An ultrastructural study of multifidus muscle in progressive idiopathic scoliosis. Changes resulting from a sarcolemmal defect at the myotendinous junction.

Biopsies of multifidus muscles were procured from patients with idiopathic scoliosis prior to Harrington rod instrumentation. Specimens from both convex and concave sides at the apex of the curve were examined by light and electron microscopy and compared with normal muscle samples. Abnormalities were detected on the concave aspect of the curve and the most dramatic morphological changes were noted at the myotendinous junction. Here a structural defect in the form of discontinuities in the sarcolemmal membranes of some muscle fibres was accompanied by large numbers of intimately-adhering connective tissue cells. Structural disorganization of the associated tendon occurred in conjunction with increased vascularization and with fatty cell and leukocyte infiltration. Further from the myotendon junction, structural lesions appeared more chronic and non-specific subsequent to the incipient sarcolemmal break in the affected muscle fibres.
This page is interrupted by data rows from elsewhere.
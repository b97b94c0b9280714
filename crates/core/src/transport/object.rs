//! Object storage transport using Apache OpenDAL.

use std::path::Path;
use std::time::Duration;

use async_trait::async_trait;
use bytes::Bytes;
use opendal::layers::TimeoutLayer;
use opendal::{ErrorKind, Operator, services};
use stowage_shared::{StorageProvider, UploadConfig, VersionSpecs};
use tracing::{debug, info, warn};

use super::{
    Settled, StorageError, Transport, TransportOptions, apply_versions, resolve_name, settle,
};
use crate::artifact::{Artifact, FormFields, RawUpload, VersionInfo};
use crate::context::RequestContext;
use crate::naming::NameRegistry;
use crate::urls::{Addressing, encode_key, materialize};

/// Deadline for a single backend call.
const OPERATION_TIMEOUT: Duration = Duration::from_secs(60);

/// How retrieval URLs are produced.
#[derive(Debug, Clone, PartialEq, Eq)]
pub enum UrlMode {
    /// Presigned GET URLs valid for `ttl`.
    Signed {
        /// Lifetime of each URL.
        ttl: Duration,
    },
    /// Stable URLs under a public base.
    Public {
        /// Base such as `https://cdn.example.org`.
        base_url: String,
    },
}

/// Namespace and addressing of one bucket.
#[derive(Debug, Clone)]
pub struct ObjectSettings {
    /// Key prefix; empty for the bucket root.
    pub prefix: String,
    /// Retrieval URL mode.
    pub url_mode: UrlMode,
    /// Base of delete URLs.
    pub delete_url_base: String,
    /// `Cache-Control` stored with every object.
    pub cache_control: Option<String>,
}

/// Stores files under `prefix/<name>`, versions under `prefix/<label>/<name>`.
#[derive(Debug)]
pub struct ObjectTransport {
    operator: Operator,
    settings: ObjectSettings,
    options: TransportOptions,
    names: NameRegistry,
}

impl ObjectTransport {
    /// Wrap an existing operator.
    #[must_use]
    pub fn new(operator: Operator, mut settings: ObjectSettings, options: TransportOptions) -> Self {
        settings.prefix = settings.prefix.trim_matches('/').to_string();
        Self {
            operator,
            settings,
            options,
            names: NameRegistry::new(),
        }
    }

    /// Create a transport for an S3-compatible bucket.
    ///
    /// # Errors
    ///
    /// Returns an error if `provider` is not an S3 entry or the operator cannot be built.
    pub fn from_s3(
        provider: &StorageProvider,
        upload: &UploadConfig,
        options: TransportOptions,
    ) -> Result<Self, StorageError> {
        let StorageProvider::S3 {
            endpoint,
            bucket,
            region,
            access_key_id,
            secret_access_key,
            prefix,
            signed_urls,
            signed_url_expires_secs,
            public_base_url,
            delete_url_base,
            cache_control,
            ..
        } = provider
        else {
            return Err(StorageError::configuration("not an s3 storage"));
        };

        let mut builder = services::S3::default()
            .bucket(bucket)
            .access_key_id(access_key_id)
            .secret_access_key(secret_access_key)
            .region(region);
        if let Some(endpoint) = endpoint {
            builder = builder.endpoint(endpoint);
        }

        let operator = Operator::new(builder)
            .map_err(|e| StorageError::configuration(e.to_string()))?
            .layer(TimeoutLayer::new().with_timeout(OPERATION_TIMEOUT))
            .finish();

        let url_mode = if *signed_urls {
            UrlMode::Signed {
                ttl: Duration::from_secs(*signed_url_expires_secs),
            }
        } else {
            UrlMode::Public {
                base_url: public_base_url.clone().ok_or_else(|| {
                    StorageError::configuration("public_base_url is required when signed_urls is false")
                })?,
            }
        };

        let settings = ObjectSettings {
            prefix: prefix.clone(),
            url_mode,
            delete_url_base: delete_url_base
                .clone()
                .unwrap_or_else(|| upload.upload_url.clone()),
            cache_control: cache_control.clone(),
        };
        Ok(Self::new(operator, settings, options))
    }

    /// The underlying operator.
    #[must_use]
    pub fn operator(&self) -> &Operator {
        &self.operator
    }

    /// Key of a primary object.
    #[must_use]
    pub fn key(&self, name: &str) -> String {
        if self.settings.prefix.is_empty() {
            name.to_string()
        } else {
            format!("{}/{name}", self.settings.prefix)
        }
    }

    /// Key of one version of an object.
    #[must_use]
    pub fn version_key(&self, label: &str, name: &str) -> String {
        self.key(&format!("{label}/{name}"))
    }

    fn list_dir(&self) -> String {
        if self.settings.prefix.is_empty() {
            "/".to_string()
        } else {
            format!("{}/", self.settings.prefix)
        }
    }

    async fn exists(&self, key: &str) -> Result<bool, StorageError> {
        match self.operator.stat(key).await {
            Ok(_) => Ok(true),
            Err(e) if e.kind() == ErrorKind::NotFound => Ok(false),
            Err(e) => Err(e.into()),
        }
    }

    async fn put(&self, key: &str, body: Bytes, content_type: &str) -> Result<(), StorageError> {
        let capability = self.operator.info().full_capability();
        let mut write = self.operator.write_with(key, body);
        if capability.write_with_content_type {
            write = write.content_type(content_type);
        }
        if let Some(cache_control) = &self.settings.cache_control
            && capability.write_with_cache_control
        {
            write = write.cache_control(cache_control);
        }
        write.await?;
        Ok(())
    }

    /// Retrieval URL of `key`, signed or public per configuration.
    async fn locator(&self, key: &str) -> Result<String, StorageError> {
        match &self.settings.url_mode {
            UrlMode::Signed { ttl } => {
                let presigned = self.operator.presign_read(key, *ttl).await.map_err(|e| {
                    if e.kind() == ErrorKind::Unsupported {
                        StorageError::PresignNotSupported
                    } else {
                        e.into()
                    }
                })?;
                Ok(presigned.uri().to_string())
            }
            UrlMode::Public { base_url } => Ok(format!(
                "{}/{}",
                base_url.trim_end_matches('/'),
                encode_key(key)
            )),
        }
    }

    /// Writes `key` and returns its locator. An object that cannot be
    /// addressed is removed again.
    async fn store_primary(&self, key: &str, body: Bytes, content_type: &str) -> Result<String, StorageError> {
        self.put(key, body, content_type).await?;
        match self.locator(key).await {
            Ok(locator) => Ok(locator),
            Err(err) => {
                if let Err(cleanup) = self.operator.delete(key).await {
                    warn!(key = %key, error = %cleanup, "Failed to remove unaddressable object");
                }
                Err(err)
            }
        }
    }
}

#[async_trait]
impl Transport for ObjectTransport {
    fn kind(&self) -> &'static str {
        "object"
    }

    fn version_specs(&self) -> &VersionSpecs {
        &self.options.versions
    }

    fn addressing(&self) -> Addressing<'_> {
        Addressing::Object {
            delete_url_base: &self.settings.delete_url_base,
        }
    }

    async fn list(&self, ctx: &RequestContext) -> Result<Vec<Artifact>, StorageError> {
        let dir = self.list_dir();
        let scope = dir.trim_start_matches('/');
        let entries = self.operator.list(&dir).await?;

        let mut artifacts = Vec::new();
        for entry in entries {
            let path = entry.path();
            let relative = path.strip_prefix(scope).unwrap_or(path);
            if relative.is_empty()
                || relative.contains('/')
                || relative.starts_with('.')
                || entry.metadata().is_dir()
            {
                continue;
            }

            let metadata = self.operator.stat(path).await?;
            let raw = RawUpload::stored(relative, metadata.content_length(), None);
            let mut artifact = Artifact::new(relative, &raw, self.options.has_versions(&raw), FormFields::new());
            artifact.set_locator(self.locator(path).await?);

            if artifact.has_versions() {
                for label in self.options.versions.keys() {
                    let key = self.version_key(label, relative);
                    if self.exists(&key).await? {
                        let info = VersionInfo {
                            locator: Some(self.locator(&key).await?),
                            ..VersionInfo::existing()
                        };
                        artifact.record_version(label, info);
                    }
                }
            }
            artifact.mark_processed();
            materialize(&mut artifact, self.addressing(), &self.options.versions, ctx);
            artifacts.push(artifact);
        }

        artifacts.sort_by(|a, b| a.name().cmp(b.name()));
        Ok(artifacts)
    }

    async fn create_artifact(
        &self,
        raw: &RawUpload,
        fields: &FormFields,
    ) -> Result<Artifact, StorageError> {
        let name = self
            .names
            .claim(&raw.file_name, |candidate| {
                let key = self.key(&candidate);
                async move { self.exists(&key).await }
            })
            .await?;
        debug!(requested = %raw.file_name, key = %self.key(&name), "Object name claimed");
        Ok(Artifact::new(
            name,
            raw,
            self.options.has_versions(raw),
            fields.clone(),
        ))
    }

    async fn store(&self, mut artifact: Artifact, source: &Path, ctx: &RequestContext) -> Settled {
        let name = artifact.name().to_string();
        let key = self.key(&name);
        let content_type = artifact.content_type().to_string();

        let stored = match tokio::fs::read(source).await {
            Ok(body) => {
                let body = Bytes::from(body);
                self.store_primary(&key, body.clone(), &content_type)
                    .await
                    .map(|locator| (locator, body))
            }
            Err(err) => Err(err.into()),
        };
        self.names.release(&name);

        let body = match stored {
            Ok((locator, body)) => {
                artifact.set_locator(locator);
                artifact.set_size(u64::try_from(body.len()).unwrap_or(u64::MAX));
                body
            }
            Err(err) => {
                warn!(transport = "object", key = %key, error = %err, "Primary store failed");
                return Settled::failed(artifact, err);
            }
        };

        if artifact.has_versions() {
            apply_versions(
                &mut artifact,
                body,
                &self.options.versions,
                ctx.token(),
                |label, buffer| {
                    let key = self.version_key(&label, &name);
                    let content_type = content_type.clone();
                    async move { self.store_primary(&key, buffer, &content_type).await.map(Some) }
                },
            )
            .await;
        }

        info!(transport = "object", key = %key, size = artifact.size(), "File stored");
        settle(artifact, self, ctx)
    }

    async fn delete(&self, identifier: &str) -> Result<(), StorageError> {
        let name = resolve_name(identifier)?;
        let key = self.key(&name);
        let existed = self.exists(&key).await?;
        if existed {
            self.operator.delete(&key).await?;
        }

        for label in self.options.versions.keys() {
            let version_key = self.version_key(label, &name);
            if let Err(err) = self.operator.delete(&version_key).await {
                warn!(key = %version_key, error = %err, "Version delete failed");
            }
        }

        if !existed {
            return Err(StorageError::not_found(name));
        }
        info!(transport = "object", key = %key, "File deleted");
        Ok(())
    }

    fn discard(&self, artifact: &Artifact) {
        self.names.release(artifact.name());
    }
}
Hypertrophy, atrophy, centralization of nuclei, and disruption of sarcotubular and myofibrillar elements were noted in some muscle cells. While the aetiology of this disorder is unknown, a supposition is made that the primary change is an inherent weakness and subsequent break in the sarcolemma at the myotendon junction. This site is an important clue to the pathogenesis of this disease since it reflects morphological change in rapidly growing tissue occurring at the time of the rapid adolescent growth spurt leading to progression of the scoliotic curve.